Each visit is classified with an identifier. Visits that appear to be from web indexers are classified as "indexer". Web indexer visits are detected if the visit touches the file "robots.txt" (which must exist for this check to work), or if it comes from a web indexer URL (from table wtrobotdomains) or user agent (from table wtindexers) listed in the configuration.

Non-indexer visits are assigned a class by looking at the class of each file hit, and choosing the most popular.

The table wtpclasses in the configuration defines a class specifier for file pathnames relative to the server root. File names can be specified as a path name, or as a directory prefix name. The most specific value will be chosen. Directory prefixes should begin and end with slash. If no matching class is found, and the hit pathname contains a directory, the first level directory name is used as the class name. The class specifier is a comma separated list of class names, so that a file can be declared to be a member of more than one class. Ambiguous specifications weigh 1/N for each class if they contain N classes.

The table wtvclasses in the configuration specifies the color the class will be shown in, and a short explanation of the class.

page

For comparing website activity, HTML page loads (that is, hits on pages with a suffix associated with 'html' in table wtsuffixclass) are more interesting than hits.

hit source

Each hit is classified as to its source; a hit may be the result of a search, the result of a link, generated by a web indexer, a local reference, or unspecified.

engine

Search engines are detected by looking at the referring URL, which has the URL of the search engine's page, and often the query used to search.

query

When a hit appears to come from a search engine, SWT tries to determine what the engine was searching for. It can't always extract the query; some engines, like Gamelan, don't put the query term in the referring URL, and in these cases SWT doesn't show a query. Google encrypts the query, so we don't show those. See Search Engines and Queries above.

Link

Other web sites' pages can have hyperlinks to yours. If the person browsing your site uses a browser that sends the referrer info, and if your web server puts that information in the log, you can see who links to you and how often those links are used. SWT will summarize the number of links to your pages.

illegal

An illegal hit is a reference to an object on your site (not a source file) from a referrer that is not a source file on your site. One cause for this is people linking to your graphics from their pages. Another possible cause is an incorrect referrer string sent by a browser.

Visits with no HTML

Visits that do not reference any source files are summarized separately. Such visits may result from web crawlers that look only at graphics files or PDF files, or from illegal references to your graphics from others' sites, or from a reference to a graphic, PDF, or whatever on your site in a mail message. These visits are not shown in the visit details section.

Visitor

Each hit comes from a machine identified by its Internet domain name like barney.rubble.com. If the visitor cannot be identified by name, its IP Number is shown. If geoIP processing is performed by logextractor2, the IP will have a country name suffix (and optional city name) in brackets.

DSPV

Days since previous visit.

DSLV

Days since last visit. 0 if visited today.

Toplevel Domain

Toplevel domains are the least specific part of the name, like .com or .de.

Cumulative

SWT accumulates some statistics for a period longer than a day... someday.

Indexers

Search engines work by reading your pages and building a big index on disk. When they do this it creates a sequence of hits. SWT will count these separately if you tell it the names of the search engines' indexers or domains, and if the browser (user agent) name is provided in the log. You can suppress these indexer visits from the visit details by setting an option; if the hits are displayed, they are in the CSS class "indexer", which a custom style sheet can decorate.

Visit Details

You can suppress visits with fewer than a specified number of HTML pages: the default is 1. You can suppress visits by indexers.
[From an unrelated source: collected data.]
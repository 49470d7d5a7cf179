use crate::error::{AppError, Result};
use crate::ml::features::EncodedDataset;
use ndarray::Array2;
use serde::{Deserialize, Serialize};
use smartcore::ensemble::random_forest_classifier::{
    RandomForestClassifier, RandomForestClassifierParameters,
};
use smartcore::linalg::basic::matrix::DenseMatrix;
use smartcore::tree::decision_tree_classifier::SplitCriterion;
use std::fmt;

/// Trait for risk-level classifiers
pub trait Classifier: Send + Sync {
    /// Predict one risk-level identifier per feature row
    fn predict(&self, features: &Array2<f64>) -> Result<Vec<i64>>;

    /// Number of input columns the classifier expects
    fn n_features(&self) -> usize;
}

/// Hyperparameters of the random forest
#[derive(Debug, Clone, Copy, PartialEq)]
pub struct ForestParams {
    pub n_trees: u16,
    pub max_depth: Option<u16>,
}

impl Default for ForestParams {
    fn default() -> Self {
        Self {
            n_trees: 100,
            max_depth: None,
        }
    }
}

type Forest = RandomForestClassifier<f64, i32, DenseMatrix<f64>, Vec<i32>>;

/// Fitted estimator behind a `RiskClassifier`
#[derive(Serialize, Deserialize)]
enum Estimator {
    Forest(Forest),
    /// Every training label was the same risk level
    Constant(i64),
}

/// Random forest predicting a risk-level identifier from encoded incident
/// features
#[derive(Serialize, Deserialize)]
pub struct RiskClassifier {
    estimator: Estimator,
    n_features: usize,
    classes: Vec<i64>,
}

impl RiskClassifier {
    /// Fit a forest on an encoded dataset
    pub fn fit(dataset: &EncodedDataset, params: ForestParams) -> Result<Self> {
        if dataset.n_samples() == 0 {
            return Err(AppError::Model("No samples provided for training".to_string()));
        }

        let mut classes: Vec<i64> = dataset.labels.iter().copied().collect();
        classes.sort_unstable();
        classes.dedup();

        if let [only] = classes[..] {
            return Ok(Self {
                estimator: Estimator::Constant(only),
                n_features: dataset.n_features(),
                classes,
            });
        }

        let x = ndarray_to_densematrix(&dataset.features);
        let y = dataset
            .labels
            .iter()
            .map(|&label| {
                i32::try_from(label).map_err(|_| {
                    AppError::Model(format!("Risk level id {} out of range", label))
                })
            })
            .collect::<Result<Vec<i32>>>()?;

        let mut parameters = RandomForestClassifierParameters::default()
            .with_n_trees(params.n_trees.max(1))
            .with_criterion(SplitCriterion::Gini);
        if let Some(depth) = params.max_depth {
            parameters = parameters.with_max_depth(depth);
        }

        let forest = RandomForestClassifier::fit(&x, &y, parameters)
            .map_err(|e| AppError::Model(format!("Failed to train random forest: {}", e)))?;

        Ok(Self {
            estimator: Estimator::Forest(forest),
            n_features: dataset.n_features(),
            classes,
        })
    }

    /// Distinct risk-level identifiers seen during training
    pub fn classes(&self) -> &[i64] {
        &self.classes
    }

    /// Predict the risk level of a single feature vector
    #[cfg(test)]
    pub fn predict_one(&self, features: &[f64]) -> Result<i64> {
        let matrix = Array2::from_shape_vec((1, features.len()), features.to_vec())
            .map_err(|e| AppError::Model(format!("Failed to create feature array: {}", e)))?;

        self.predict(&matrix)?
            .into_iter()
            .next()
            .ok_or_else(|| AppError::Model("Classifier returned no prediction".to_string()))
    }
}

impl Classifier for RiskClassifier {
    fn predict(&self, features: &Array2<f64>) -> Result<Vec<i64>> {
        if features.ncols() != self.n_features {
            return Err(AppError::Model(format!(
                "Expected {} features, got {}",
                self.n_features,
                features.ncols()
            )));
        }

        match &self.estimator {
            Estimator::Constant(level) => Ok(vec![*level; features.nrows()]),
            Estimator::Forest(forest) => {
                let x = ndarray_to_densematrix(features);
                let predictions = forest
                    .predict(&x)
                    .map_err(|e| AppError::Model(format!("Prediction failed: {}", e)))?;

                Ok(predictions.into_iter().map(i64::from).collect())
            }
        }
    }

    fn n_features(&self) -> usize {
        self.n_features
    }
}

impl fmt::Debug for RiskClassifier {
    fn fmt(&self, f: &mut fmt::Formatter<'_>) -> fmt::Result {
        f.debug_struct("RiskClassifier")
            .field("n_features", &self.n_features)
            .field("classes", &self.classes)
            .finish_non_exhaustive()
    }
}

fn ndarray_to_densematrix(arr: &Array2<f64>) -> DenseMatrix<f64> {
    let shape = arr.shape();
    let data: Vec<f64> = arr.iter().copied().collect();
    DenseMatrix::new(shape[0], shape[1], data, false)
}

#[cfg(test)]
mod tests {
    use super::*;
    use crate::ml::features::{encode_training_rows, FeatureRow};
    use crate::models::TrainingRow;
    use chrono::{NaiveDate, NaiveTime};

    fn create_test_rows(n_samples: usize) -> Vec<TrainingRow> {
        (0..n_samples)
            .map(|i| {
                // Night incidents downtown are high risk, the rest low risk
                let night = i % 2 == 0;
                TrainingRow {
                    date: NaiveDate::from_ymd_opt(2024, 1 + (i % 12) as u32, 1 + (i % 28) as u32)
                        .unwrap(),
                    time: NaiveTime::from_hms_opt(if night { 23 } else { 9 }, 0, 0).unwrap(),
                    incident_type: if night { "Asalto" } else { "Robo" }.to_string(),
                    location: if night { "Centro" } else { "Norte" }.to_string(),
                    risk_level_id: if night { 3 } else { 1 },
                }
            })
            .collect()
    }

    fn small_forest() -> ForestParams {
        ForestParams {
            n_trees: 10,
            max_depth: None,
        }
    }

    #[test]
    fn test_random_forest_fit_and_predict() {
        let dataset = encode_training_rows(&create_test_rows(40)).unwrap();
        let classifier = RiskClassifier::fit(&dataset, small_forest()).unwrap();

        assert_eq!(classifier.n_features(), dataset.n_features());
        assert_eq!(classifier.classes(), &[1, 3]);

        let night = dataset
            .schema
            .reindex(&FeatureRow::for_incident(23, 3, 6, "Asalto", "Centro"));
        let prediction = classifier.predict_one(&night).unwrap();
        assert!(classifier.classes().contains(&prediction));
    }

    #[test]
    fn test_predict_rejects_wrong_width() {
        let dataset = encode_training_rows(&create_test_rows(20)).unwrap();
        let classifier = RiskClassifier::fit(&dataset, small_forest()).unwrap();

        assert!(classifier.predict_one(&[1.0, 2.0]).is_err());
    }

    #[test]
    fn test_single_class_history_predicts_that_class() {
        let rows: Vec<TrainingRow> = create_test_rows(12)
            .into_iter()
            .map(|row| TrainingRow {
                risk_level_id: 3,
                ..row
            })
            .collect();
        let dataset = encode_training_rows(&rows).unwrap();
        let classifier = RiskClassifier::fit(&dataset, small_forest()).unwrap();

        assert_eq!(classifier.classes(), &[3]);
        let row = dataset.features.row(0).to_vec();
        assert_eq!(classifier.predict_one(&row).unwrap(), 3);
        assert!(classifier.predict_one(&[0.0]).is_err());

        let bytes = bincode::serialize(&classifier).unwrap();
        let restored: RiskClassifier = bincode::deserialize(&bytes).unwrap();
        assert_eq!(restored.predict_one(&row).unwrap(), 3);
    }

    #[test]
    fn test_classifier_roundtrips_through_bincode() {
        let dataset = encode_training_rows(&create_test_rows(30)).unwrap();
        let classifier = RiskClassifier::fit(&dataset, small_forest()).unwrap();

        let bytes = bincode::serialize(&classifier).unwrap();
        let restored: RiskClassifier = bincode::deserialize(&bytes).unwrap();

        let row = dataset.features.row(0).to_vec();
        assert_eq!(
            classifier.predict_one(&row).unwrap(),
            restored.predict_one(&row).unwrap()
        );
    }
}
Here is an example listing:

      16:38 xxx01.xxx.net -- g.html (gamelan:-) 0:01, ga.class 2:25, gv.class [4, 212 KB; MSIE] {code}

For each visit, Webtrax shows

Time of the visit. If $show_each_hit is "yes", the following are shown:
- A double hyphen (--)
- Names of files displayed. GIF files, sounds, etc. are not shown. Files whose path matches a filedisplay option will have their names shown in a specified CSS class. (Using this feature requires that you use a custom CSS style sheet.) If the rettype option is used to specify that transactions with a given server return code are to be shown in a CSS class, the class will be applied. The classes "fnf" (gray) and "cac" (pink) are in the built-in style sheet; others can be provided in a custom style sheet.
- For all but the last file referenced, the time between references (in mm:ss format).
- If a reference came from an external URL, it is shown in parentheses. This URL will be made a clickable hyperlink if it looks like doing so would work; it will be colored red the first time SWT sees this referrer. If this is a search engine query, the query parameters will be shown in the URL in green.
The number of hits and the number of KB transferred for this visit, in square brackets. If $show_browser_in_details is true, the browser type is included.
The visit class of the visit in braces.

Extracting Logs

The program logextractor22 is supplied with SWT. It reads an NCSA [combined] web server log and extracts a day's worth of data. It optionally does reverse DNS lookup on numeric IPs. It also optionally does geoIP lookup on numeric IPs, and Super Webtrax will accept domains with the geoip lookup already done.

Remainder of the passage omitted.